The 1688 Germantown Quaker Petition Against Slavery by conservators of the Germantown Monthly Meeting of the Society of Friends (Public Domain)

In the basement of my house, the walls are covered with history. Shelves backed against the faux-wood paneled walls are lined with studies on Nixon, several histories on London, biographies on FDR, a history of Soviet Russia, California’s oranges, and an entire row of green cloth books depicting U.S. history from the French wilderness to WWI.

When I was younger, my sister and I would play in this basement. History books would fly off the shelves and become fairy tales, magic books, prized possessions, all based on their covers. We paid no attention to the actual content of the books. We couldn’t even read the titles. But it made history a familiar playground and fostered a desire in me to understand the past.

I study history, and I love it. Yet now I’ve learned that history is more than a pretty cover and fancy script title; it’s a complex series of events and ideas as interpreted by people at a later date, and we must be careful with how it’s approached.

When I started writing my paper on Indiana Quakers in the antebellum period, I wanted to tell the story of a faith so powerful people risked their lives to end slavery. Turns out, that’s not the story the Quakers had to tell. I had to listen to the letters and meeting minutes telling me otherwise adjust my theory accordingly. I had to give them a chance to blow off their dusty covers and open the pages on a new tale.

In 1842, Newport, Indiana was a small Quaker community just north of Richmond and a bustling stop on the Underground Railroad. At the center was Levi Coffin, North Carolina transplant and abolitionist. Coffin unabashedly sent fugitive slaves north until they reached Canada, land of the free. Newport supplied Coffin with food, clothes, and support in order for him to successfully send slaves north. A few residents even housed slaves, risking repercussions from slave catchers.

And yet, in 1842, Newport residents and other likeminded Indiana Quakers found themselves separated from the Indiana Yearly Meeting, the governing body of all Quakers in the state, for being too extreme. Coffin and other abolitionists began meeting in Quaker meetinghouses and discussing integrating free blacks into society, relating their ideals and actions back to the teachings of the Society of Friends.

This alarmed the Yearly Meeting. It was one thing to forgo slaveholding yourself and despise slavery internally. It was another to be an abolitionist and attempt to take action steps to end slavery and help. Abolitionism was incredibly unpopular in antebellum America, including Indiana. Continue to allow abolitionist activities, and the Friends marked themselves as abolitionist supporters. They would have begun to experience firsthand the anger from slaveholders and the majority of Americans who did not want an integrated society.

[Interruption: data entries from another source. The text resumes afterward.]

use std::env;
use std::path::PathBuf;
use std::time::Duration;

#[derive(Debug, Clone)]
pub struct Config {
    pub app: AppConfig,
    /// `None` runs the catalog in memory (development and tests)
    pub database: Option<DatabaseConfig>,
    pub auth: AuthConfig,
    pub swagger: SwaggerConfig,
    pub storage: StorageConfig,
    pub upload: UploadConfig,
    pub quota: QuotaConfig,
}

#[derive(Debug, Clone)]
pub struct AppConfig {
    pub host: String,
    pub port: u16,
    pub cors_allowed_origins: Vec<String>,
}

#[derive(Debug, Clone)]
pub struct DatabaseConfig {
    pub url: String,
    pub max_connections: u32,
    pub min_connections: u32,
    pub acquire_timeout_secs: u64,
    pub idle_timeout_secs: u64,
    pub max_lifetime_secs: u64,
}

/// Bearer token validation settings.
///
/// Tokens are minted by an external identity service and signed with a
/// shared HS256 secret. The `sub` claim identifies the storage owner.
#[derive(Clone, Debug)]
pub struct AuthConfig {
    pub secret: String,
    pub issuer: Option<String>,
    pub leeway: Duration,
}

#[derive(Debug, Clone)]
pub struct SwaggerConfig {
    pub username: Option<String>,
    pub password: Option<String>,
    pub title: String,
    pub version: String,
    pub description: String,
}

/// Physical storage layout on local disk
#[derive(Debug, Clone)]
pub struct StorageConfig {
    /// Root directory; chunk sessions live in `uploads/`, artifacts in `files/`
    pub root: PathBuf,
}

/// Limits applied by the chunk receiver and the session sweeper
#[derive(Debug, Clone)]
pub struct UploadConfig {
    pub max_chunk_bytes: usize,
    pub max_chunks: u32,
    pub session_ttl: Duration,
    pub sweep_interval: Duration,
}

#[derive(Debug, Clone)]
pub struct QuotaConfig {
    /// Limit used for owners without an explicit `storage_quotas` row
    pub default_limit_bytes: i64,
}

impl Config {
    pub fn from_env() -> Result<Self, String> {
        Ok(Self {
            app: AppConfig::from_env()?,
            database: DatabaseConfig::from_env_optional()?,
            auth: AuthConfig::from_env()?,
            swagger: SwaggerConfig::from_env()?,
            storage: StorageConfig::from_env()?,
            upload: UploadConfig::from_env()?,
            quota: QuotaConfig::from_env()?,
        })
    }
}

impl AppConfig {
    pub fn from_env() -> Result<Self, String> {
        let host = env::var("HOST").unwrap_or_else(|_| "127.0.0.1".to_string());
        let port = env::var("PORT")
            .unwrap_or_else(|_| "3000".to_string())
            .parse::<u16>()
            .map_err(|e| format!("Invalid PORT: {}", e))?;

        // Parse CORS allowed origins from comma-separated string
        let cors_allowed_origins = env::var("CORS_ALLOWED_ORIGINS")
            .unwrap_or_else(|_| "*".to_string())
            .split(',')
            .map(|s| s.trim().to_string())
            .filter(|s| !s.is_empty())
            .collect();

        Ok(Self {
            host,
            port,
            cors_allowed_origins,
        })
    }

    pub fn server_address(&self) -> String {
        format!("{}:{}", self.host, self.port)
    }
}

impl DatabaseConfig {
    const DEFAULT_MAX_CONNECTIONS: u32 = 10;
    const DEFAULT_MIN_CONNECTIONS: u32 = 1;
    const DEFAULT_ACQUIRE_TIMEOUT_SECS: u64 = 5;
    const DEFAULT_IDLE_TIMEOUT_SECS: u64 = 600; // 10 minutes
    const DEFAULT_MAX_LIFETIME_SECS: u64 = 1800; // 30 minutes

    /// Returns `None` when `DATABASE_URL` is unset or empty
    pub fn from_env_optional() -> Result<Option<Self>, String> {
        match env::var("DATABASE_URL").ok().filter(|s| !s.is_empty()) {
            Some(url) => Self::with_url(url).map(Some),
            None => Ok(None),
        }
    }

    pub fn from_env() -> Result<Self, String> {
        let url = env::var("DATABASE_URL").map_err(|_| "DATABASE_URL must be set".to_string())?;
        Self::with_url(url)
    }

    fn with_url(url: String) -> Result<Self, String> {
        let max_connections = env::var("DB_MAX_CONNECTIONS")
            .unwrap_or_else(|_| Self::DEFAULT_MAX_CONNECTIONS.to_string())
            .parse::<u32>()
            .map_err(|_| "DB_MAX_CONNECTIONS must be a valid number".to_string())?;

        let min_connections = env::var("DB_MIN_CONNECTIONS")
            .unwrap_or_else(|_| Self::DEFAULT_MIN_CONNECTIONS.to_string())
            .parse::<u32>()
            .map_err(|_| "DB_MIN_CONNECTIONS must be a valid number".to_string())?;

        let acquire_timeout_secs = env::var("DB_ACQUIRE_TIMEOUT_SECS")
            .unwrap_or_else(|_| Self::DEFAULT_ACQUIRE_TIMEOUT_SECS.to_string())
            .parse::<u64>()
            .map_err(|_| "DB_ACQUIRE_TIMEOUT_SECS must be a valid number".to_string())?;

        let idle_timeout_secs = env::var("DB_IDLE_TIMEOUT_SECS")
            .unwrap_or_else(|_| Self::DEFAULT_IDLE_TIMEOUT_SECS.to_string())
            .parse::<u64>()
            .map_err(|_| "DB_IDLE_TIMEOUT_SECS must be a valid number".to_string())?;

        let max_lifetime_secs = env::var("DB_MAX_LIFETIME_SECS")
            .unwrap_or_else(|_| Self::DEFAULT_MAX_LIFETIME_SECS.to_string())
            .parse::<u64>()
            .map_err(|_| "DB_MAX_LIFETIME_SECS must be a valid number".to_string())?;

        Ok(Self {
            url,
            max_connections,
            min_connections,
            acquire_timeout_secs,
            idle_timeout_secs,
            max_lifetime_secs,
        })
    }
}

impl AuthConfig {
    const DEFAULT_JWT_LEEWAY_SECS: u64 = 60;

    pub fn from_env() -> Result<Self, String> {
        let secret = env::var("JWT_SECRET")
            .ok()
            .filter(|s| !s.is_empty())
            .ok_or_else(|| "JWT_SECRET environment variable is required".to_string())?;

        let issuer = env::var("JWT_ISSUER").ok().filter(|s| !s.is_empty());

        let leeway_secs = env::var("JWT_LEEWAY")
            .unwrap_or_else(|_| Self::DEFAULT_JWT_LEEWAY_SECS.to_string())
            .parse::<u64>()
            .map_err(|_| "JWT_LEEWAY must be a valid number".to_string())?;

        Ok(Self {
            secret,
            issuer,
            leeway: Duration::from_secs(leeway_secs),
        })
    }
}

impl SwaggerConfig {
    pub fn from_env() -> Result<Self, String> {
        // Only use credentials if they are non-empty
        let username = env::var("SWAGGER_USERNAME").ok().filter(|s| !s.is_empty());
        let password = env::var("SWAGGER_PASSWORD").ok().filter(|s| !s.is_empty());
        let title = env::var("SWAGGER_TITLE").unwrap_or_else(|_| "CloudVault API".to_string());
        let version = env::var("SWAGGER_VERSION").unwrap_or_else(|_| "0.1.0".to_string());
        let description = env::var("SWAGGER_DESCRIPTION")
            .unwrap_or_else(|_| "Resumable chunked uploads with quota enforcement".to_string());

        Ok(Self {
            username,
            password,
            title,
            version,
            description,
        })
    }

    /// Returns credentials in "username:password" format if auth is enabled
    pub fn credentials(&self) -> Option<String> {
        match (&self.username, &self.password) {
            (Some(user), Some(pass)) => Some(format!("{}:{}", user, pass)),
            _ => None,
        }
    }
}

impl StorageConfig {
    pub fn from_env() -> Result<Self, String> {
        let root = env::var("STORAGE_ROOT").unwrap_or_else(|_| "./data".to_string());
        if root.trim().is_empty() {
            return Err("STORAGE_ROOT must not be empty".to_string());
        }

        Ok(Self {
            root: PathBuf::from(root),
        })
    }
}

impl UploadConfig {
    const DEFAULT_MAX_CHUNK_BYTES: usize = 64 * 1024 * 1024; // 64MB
    const DEFAULT_MAX_CHUNKS: u32 = 100_000;
    const DEFAULT_SESSION_TTL_SECS: u64 = 24 * 60 * 60;
    const DEFAULT_SWEEP_INTERVAL_SECS: u64 = 15 * 60;

    pub fn from_env() -> Result<Self, String> {
        let max_chunk_bytes = env::var("UPLOAD_MAX_CHUNK_BYTES")
            .unwrap_or_else(|_| Self::DEFAULT_MAX_CHUNK_BYTES.to_string())
            .parse::<usize>()
            .map_err(|_| "UPLOAD_MAX_CHUNK_BYTES must be a valid number".to_string())?;

        let max_chunks = env::var("UPLOAD_MAX_CHUNKS")
            .unwrap_or_else(|_| Self::DEFAULT_MAX_CHUNKS.to_string())
            .parse::<u32>()
            .map_err(|_| "UPLOAD_MAX_CHUNKS must be a valid number".to_string())?;

        let session_ttl_secs = env::var("UPLOAD_SESSION_TTL_SECS")
            .unwrap_or_else(|_| Self::DEFAULT_SESSION_TTL_SECS.to_string())
            .parse::<u64>()
            .map_err(|_| "UPLOAD_SESSION_TTL_SECS must be a valid number".to_string())?;

        let sweep_interval_secs = env::var("UPLOAD_SWEEP_INTERVAL_SECS")
            .unwrap_or_else(|_| Self::DEFAULT_SWEEP_INTERVAL_SECS.to_string())
            .parse::<u64>()
            .map_err(|_| "UPLOAD_SWEEP_INTERVAL_SECS must be a valid number".to_string())?;

        if max_chunk_bytes == 0 || max_chunks == 0 {
            return Err(
                "UPLOAD_MAX_CHUNK_BYTES and UPLOAD_MAX_CHUNKS must be positive".to_string(),
            );
        }

        Ok(Self {
            max_chunk_bytes,
            max_chunks,
            session_ttl: Duration::from_secs(session_ttl_secs),
            sweep_interval: Duration::from_secs(sweep_interval_secs.max(1)),
        })
    }
}

impl Default for UploadConfig {
    fn default() -> Self {
        Self {
            max_chunk_bytes: Self::DEFAULT_MAX_CHUNK_BYTES,
            max_chunks: Self::DEFAULT_MAX_CHUNKS,
            session_ttl: Duration::from_secs(Self::DEFAULT_SESSION_TTL_SECS),
            sweep_interval: Duration::from_secs(Self::DEFAULT_SWEEP_INTERVAL_SECS),
        }
    }
}

impl QuotaConfig {
    const DEFAULT_LIMIT_BYTES: i64 = 10 * 1024 * 1024 * 1024; // 10GB

    pub fn from_env() -> Result<Self, String> {
        let default_limit_bytes = env::var("QUOTA_DEFAULT_LIMIT_BYTES")
            .unwrap_or_else(|_| Self::DEFAULT_LIMIT_BYTES.to_string())
            .parse::<i64>()
            .map_err(|_| "QUOTA_DEFAULT_LIMIT_BYTES must be a valid number".to_string())?;

        if default_limit_bytes < 0 {
            return Err("QUOTA_DEFAULT_LIMIT_BYTES must not be negative".to_string());
        }

        Ok(Self {
            default_limit_bytes,
        })
    }
}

As a result, the Yearly Meeting had to expel prominent abolitionists from the faith. The majority of Indiana Quakers decided being anti-slavery did not mean they needed to be abolitionists, leaving Newport and Coffin cut-off from their fellow Quakers.

This is not the story we’re told in fourth grade Indiana history. This is not the story told in college Civil War history classes across the state. Quakers were the good guys amidst a bunch of bad guys. They were against slavery when the rest of the country was for it.

The funny thing about history is it’s never that black and white. We want so desperately to think that the abolition movement was a powerful force in the nation and that countless Americans were against enslavement of other humans. It is incredibly difficult for many modern Americans to understand what it would be like to protest a lucrative and highly popular industry boldly when those who did were punished.

Realizing how small and hated the abolition movement was in antebellum America was depressing. Suddenly, those history books become a bit less magical. We like to think that if we were in that situation, we would have stuck to our morals. Yet the Indiana Yearly Meeting of 1842 shows how it can be almost impossible to overcome societal norms and expectations, even in the name of living your values.

We need to study history in order to understand ourselves and where we come from. By looking at Indiana’s 1842 Quaker community, it became so clear how we fall into the formula society writes for us and allow it to take control. It’s easy to judge others for not standing up for their beliefs in order to challenge an unethical situation. It’s much harder to step back and consider all sides to the story, and the lessons that have shaped us into the society we are today.